● **Information provided**
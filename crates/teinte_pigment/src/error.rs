//! Error types for color parsing and stylesheet splitting.

/// Error type for pigment operations.
#[derive(Debug, Clone, PartialEq, thiserror::Error)]
pub enum PigmentError {
    /// A color literal could not be parsed.
    #[error("Invalid color literal: {0}")]
    InvalidColor(String),

    /// A `{` without its matching `}`.
    #[error("Unbalanced block starting at offset {offset}")]
    UnbalancedBlock { offset: usize },

    /// A `}` without an opening `{`.
    #[error("Unexpected `}}` at offset {offset}")]
    UnexpectedClose { offset: usize },
}

/// Result type for pigment operations.
pub type PigmentResult<T> = Result<T, PigmentError>;
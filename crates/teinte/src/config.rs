//! Configuration file loading for teinte.
//!
//! Reads `teinte.config.json` from the current working directory. The file
//! carries the plugin options keyed by language, plus the project root.

use std::path::{Path, PathBuf};

use serde::{Deserialize, Serialize};
use teinte_atelier::{StyleLang, ThemeError, ThemePluginOptions, ThemeResult};

/// Default configuration file name.
pub const CONFIG_FILE: &str = "teinte.config.json";

/// Top-level teinte configuration.
#[derive(Debug, Default, Deserialize, Serialize)]
pub struct TeinteConfig {
    /// JSON Schema reference (for editor autocompletion).
    #[serde(rename = "$schema", default, skip_serializing_if = "Option::is_none")]
    pub schema: Option<String>,

    /// Project root, relative to the config file. Defaults to its directory.
    #[serde(default, skip_serializing_if = "Option::is_none")]
    pub root: Option<PathBuf>,

    /// Options per stylesheet language (`less`, `scss`, `sass`).
    #[serde(flatten)]
    pub plugin: ThemePluginOptions,

    #[serde(skip)]
    base_dir: PathBuf,
}

impl TeinteConfig {
    /// Project root the commands operate on.
    pub fn project_root(&self) -> PathBuf {
        match &self.root {
            Some(root) if root.is_absolute() => root.clone(),
            Some(root) => self.base_dir.join(root),
            None => self.base_dir.clone(),
        }
    }

    /// Configured languages, or `requested` when given.
    pub fn langs(&self, requested: &[StyleLang]) -> Vec<StyleLang> {
        if !requested.is_empty() {
            return requested.to_vec();
        }
        self.plugin.languages().map(|(lang, _)| lang).collect()
    }
}

/// Load the configuration.
///
/// `path` points at a config file; otherwise `teinte.config.json` is looked
/// up in the current directory. A missing file yields the defaults.
pub fn load_config(path: Option<&Path>) -> ThemeResult<TeinteConfig> {
    let cwd = std::env::current_dir().unwrap_or_default();
    let config_path = match path {
        Some(path) if path.is_absolute() => path.to_path_buf(),
        Some(path) => cwd.join(path),
        None => cwd.join(CONFIG_FILE),
    };
    let base_dir = config_path
        .parent()
        .map(Path::to_path_buf)
        .unwrap_or_else(|| cwd.clone());

    if !config_path.exists() {
        tracing::warn!(
            path = %config_path.display(),
            "config file not found, using defaults"
        );
        return Ok(TeinteConfig {
            base_dir,
            ..Default::default()
        });
    }

    let content =
        std::fs::read_to_string(&config_path).map_err(|e| ThemeError::io(&config_path, e))?;
    let mut config: TeinteConfig = serde_json::from_str(&content)?;
    config.base_dir = base_dir;
    tracing::debug!(path = %config_path.display(), "loaded config");
    Ok(config)
}

#[cfg(test)]
mod tests {
    use super::*;

    #[test]
    fn test_load_config() {
        let tmp = tempfile::tempdir().unwrap();
        let path = tmp.path().join(CONFIG_FILE);
        std::fs::write(
            &path,
            r#"{
  "root": "app",
  "less": {
    "multipleScopeVars": [{ "scopeName": "light", "path": "src/light.less" }],
    "defaultScopeName": "light"
  },
  "scss": { "arbitraryMode": true, "InjectDefaultStyleTagToHtml": "head" }
}"#,
        )
        .unwrap();

        let config = load_config(Some(&path)).unwrap();
        assert_eq!(config.project_root(), tmp.path().join("app"));
        assert_eq!(config.langs(&[]), vec![StyleLang::Less, StyleLang::Scss]);
        assert_eq!(config.langs(&[StyleLang::Sass]), vec![StyleLang::Sass]);
        let less = config.plugin.less.as_ref().unwrap();
        assert_eq!(less.multiple_scope_vars[0].scope_name, "light");
    }

    #[test]
    fn test_missing_config_uses_defaults() {
        let tmp = tempfile::tempdir().unwrap();
        let config = load_config(Some(&tmp.path().join(CONFIG_FILE))).unwrap();
        assert_eq!(config.project_root(), tmp.path());
        assert!(config.langs(&[]).is_empty());
    }

    #[test]
    fn test_malformed_config_is_an_error() {
        let tmp = tempfile::tempdir().unwrap();
        let path = tmp.path().join(CONFIG_FILE);
        std::fs::write(&path, "{ \"less\": 5 }").unwrap();
        assert!(matches!(load_config(Some(&path)), Err(ThemeError::Json(_))));
    }
}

● **Problem statement**
Only the lines from the beginning of the material through the line with "(for editor autocompletion)." should appear in the answer, each copied exactly.

● **Answer to this problem**
filename crates/teinte_pigment/src/error.rs
//! Error types for color parsing and stylesheet splitting.

/// Error type for pigment operations.
#[derive(Debug, Clone, PartialEq, thiserror::Error)]
pub enum PigmentError {
    /// A color literal could not be parsed.
    #[error("Invalid color literal: {0}")]
    InvalidColor(String),

    /// A `{` without its matching `}`.
    #[error("Unbalanced block starting at offset {offset}")]
    UnbalancedBlock { offset: usize },

    /// A `}` without an opening `{`.
    #[error("Unexpected `}}` at offset {offset}")]
    UnexpectedClose { offset: usize },
}

/// Result type for pigment operations.
pub type PigmentResult<T> = Result<T, PigmentError>;
filename crates/teinte/src/config.rs
//! Configuration file loading for teinte.
//!
//! Reads `teinte.config.json` from the current working directory. The file
//! carries the plugin options keyed by language, plus the project root.

use std::path::{Path, PathBuf};

use serde::{Deserialize, Serialize};
use teinte_atelier::{StyleLang, ThemeError, ThemePluginOptions, ThemeResult};

/// Default configuration file name.
pub const CONFIG_FILE: &str = "teinte.config.json";

/// Top-level teinte configuration.
#[derive(Debug, Default, Deserialize, Serialize)]
pub struct TeinteConfig {
    /// JSON Schema reference (for editor autocompletion).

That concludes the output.